• [DESCRIPTION OF THE TASK] Whichever lines of the entries hold the word "impl" should be identified and copied.

(DATA UNDER STUDY begins)

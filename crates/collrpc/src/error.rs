// SPDX-License-Identifier: Apache-2.0 OR MIT
// Copyright (c) 2025-2026 naskel.com

//! Error types for the RPC engine.

use std::fmt;

/// Result type for RPC operations
pub type RpcResult<T> = Result<T, Error>;

/// Errors that can occur during RPC operations
#[derive(Debug, Clone, PartialEq, Eq)]
pub enum Error {
    /// Null/out-of-range parameter (empty group, rank outside group, ...)
    InvalidArgument(String),

    /// Opcode has no registry entry
    UnknownOpcode(u32),

    /// Object or buffer allocation refused (registry size cap exceeded)
    OutOfMemory,

    /// Group is not known to the membership service
    GroupNotFound(String),

    /// Exclusion set references a rank outside the group
    InvalidExclusionSet(u32),

    /// Opaque passthrough from the transport (network or remote handler)
    Transport(i32),

    /// Synchronous wait deadline elapsed; the RPC itself is not cancelled
    Timeout,

    /// API misuse: double dec-ref, send on a non-inited object, ...
    InvalidState(&'static str),
}

impl Error {
    /// Create an `InvalidArgument` error from any message.
    pub fn invalid_arg(msg: impl Into<String>) -> Self {
        Self::InvalidArgument(msg.into())
    }

    /// Numeric code carried by a transport error, if any.
    #[must_use]
    pub fn transport_code(&self) -> Option<i32> {
        match self {
            Self::Transport(code) => Some(*code),
            _ => None,
        }
    }
}

impl fmt::Display for Error {
    fn fmt(&self, f: &mut fmt::Formatter<'_>) -> fmt::Result {
        match self {
            Self::InvalidArgument(msg) => write!(f, "invalid argument: {}", msg),
            Self::UnknownOpcode(opc) => write!(f, "unknown opcode {:#x}", opc),
            Self::OutOfMemory => write!(f, "allocation refused"),
            Self::GroupNotFound(name) => write!(f, "group not found: {}", name),
            Self::InvalidExclusionSet(rank) => {
                write!(f, "excluded rank {} is not a group member", rank)
            }
            Self::Transport(code) => write!(f, "transport error {}", code),
            Self::Timeout => write!(f, "wait timed out"),
            Self::InvalidState(msg) => write!(f, "invalid state: {}", msg),
        }
    }
}

impl std::error::Error for Error {}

(DATA UNDER STUDY ends)

• [EXERCISE ANSWER]
impl Error {
    pub fn invalid_arg(msg: impl Into<String>) -> Self {
impl fmt::Display for Error {
impl std::error::Error for Error {}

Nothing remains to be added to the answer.